Tuesday, September 22, 2009

Sabotage

When I was pregnant with the Little Man there were a few things that I couldn't/didn't eat that I was DYING to have as soon as he was born.



One was a giant diet coke. With the good ice. Mmmm.... just thinking about it made (makes) my mouth water. In fact, I had a friend of mine promise that she would bring me that Diet Coke when she came to see me and the baby in the hospital.



She brought be two cans of diet coke.



And I didn't drink either of them. I'm not sure why. I think part of it was that I didn't want to hurt my chances with breastfeeding (genetics did that enough for me). But, I think when you go so long without something -even if you want it, you're afraid to have it again. Or, maybe that it won't taste as good as you think it will.

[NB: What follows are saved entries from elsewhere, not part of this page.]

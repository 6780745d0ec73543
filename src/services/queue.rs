use std::collections::VecDeque;
use std::path::PathBuf;
use std::time::Duration;

use tokio::sync::{Mutex, Notify};
use tokio::time::{timeout, Instant};
use uuid::Uuid;

use crate::models::job::RenderParams;

/// Job payload handed from ingress to a worker.
#[derive(Debug, Clone, PartialEq)]
pub struct QueuedJob {
    pub job_id: Uuid,
    pub input_path: PathBuf,
    pub output_path: PathBuf,
    pub params: RenderParams,
}

/// Bounded in-process FIFO of pending conversion jobs.
///
/// `try_enqueue` never blocks; producers that want backpressure use
/// [`JobQueue::enqueue_within`], which retries on a fixed interval until a
/// deadline expires. Consumers park in [`JobQueue::dequeue_timeout`] and are
/// woken by the next push instead of busy-polling.
pub struct JobQueue {
    items: Mutex<VecDeque<QueuedJob>>,
    capacity: usize,
    not_empty: Notify,
    not_full: Notify,
}

/// Interval between enqueue retries while the queue is full.
const ENQUEUE_RETRY_INTERVAL: Duration = Duration::from_secs(1);

impl JobQueue {
    pub fn new(capacity: usize) -> Self {
        Self {
            items: Mutex::new(VecDeque::with_capacity(capacity.min(1024))),
            capacity,
            not_empty: Notify::new(),
            not_full: Notify::new(),
        }
    }

    pub fn capacity(&self) -> usize {
        self.capacity
    }

    /// Number of jobs currently resident in the queue.
    pub async fn depth(&self) -> usize {
        self.items.lock().await.len()
    }

    /// Push a job, failing immediately if the queue is at capacity.
    pub async fn try_enqueue(&self, job: QueuedJob) -> Result<(), QueueError> {
        self.try_push(job).await.map_err(|_| QueueError::Full)
    }

    /// Push a job, waiting for queue room up to `max_wait`.
    ///
    /// Retries on a fixed interval (or earlier, when a consumer frees a
    /// slot). Jobs waiting here hold no queue position: arrival order among
    /// resident jobs is decided by the push that finally lands.
    pub async fn enqueue_within(
        &self,
        job: QueuedJob,
        max_wait: Duration,
    ) -> Result<(), QueueError> {
        let started = Instant::now();
        let deadline = started + max_wait;
        let mut job = job;
        loop {
            match self.try_push(job).await {
                Ok(()) => return Ok(()),
                Err(returned) => {
                    job = returned;
                    let now = Instant::now();
                    if now >= deadline {
                        return Err(QueueError::Saturated {
                            waited_ms: started.elapsed().as_millis() as u64,
                        });
                    }
                    let wait = ENQUEUE_RETRY_INTERVAL.min(deadline - now);
                    let _ = timeout(wait, self.not_full.notified()).await;
                }
            }
        }
    }

    /// Pop the oldest job, waiting up to `wait` for one to arrive.
    ///
    /// Pops are exclusive: a job is delivered to exactly one caller.
    pub async fn dequeue_timeout(&self, wait: Duration) -> Option<QueuedJob> {
        let deadline = Instant::now() + wait;
        loop {
            {
                let mut items = self.items.lock().await;
                if let Some(job) = items.pop_front() {
                    drop(items);
                    self.not_full.notify_one();
                    return Some(job);
                }
            }
            let now = Instant::now();
            if now >= deadline {
                return None;
            }
            let _ = timeout(deadline - now, self.not_empty.notified()).await;
        }
    }

    /// Push that hands the job back when the queue is full.
    async fn try_push(&self, job: QueuedJob) -> Result<(), QueuedJob> {
        let mut items = self.items.lock().await;
        if items.len() >= self.capacity {
            return Err(job);
        }
        items.push_back(job);
        drop(items);
        self.not_empty.notify_one();
        Ok(())
    }
}

#[derive(Debug, thiserror::Error)]
pub enum QueueError {
    #[error("job queue is at capacity")]
    Full,

    #[error("job queue stayed full for {waited_ms} ms")]
    Saturated { waited_ms: u64 },
}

I eventually had a diet coke. I have one every couple of months or so, and it's always delicious.



(This is going to seem off-topic, but just stay with me)



Back in my other life (when I worked) we used to notice a strange phenomenon when working with the kids we worked with.



Many times when something was going to change -even it was for the good, they would do something to sabotage it. If they were finally getting out of custody -something the claimed had been their one and only wish in life - they'd mess it up and the judge wouldn't release them. If they were going to start having visits with family members -that they'd been hoping for forever- they'd mess it up and get put in some kind of lock down facility. If they were going to get their drivers license (something very few kids in foster care get) they'd get pulled over a week before driving illegally and blow their chance.



There are a million other scenarios on how that would all play out.



(Here's where it ties all together, okay?)



So... I'm about a pound away from losing 30 pounds on this diet. (The HCG diet, for those that have been wondering).



30 pounds in 40 days. Not bad.



It's been really, really hard. Somedays it's not so bad, but their have been times where it's been almost more than I can bear. 500 calories a day with now carbs or sugar (or most other items of food) can do that to you.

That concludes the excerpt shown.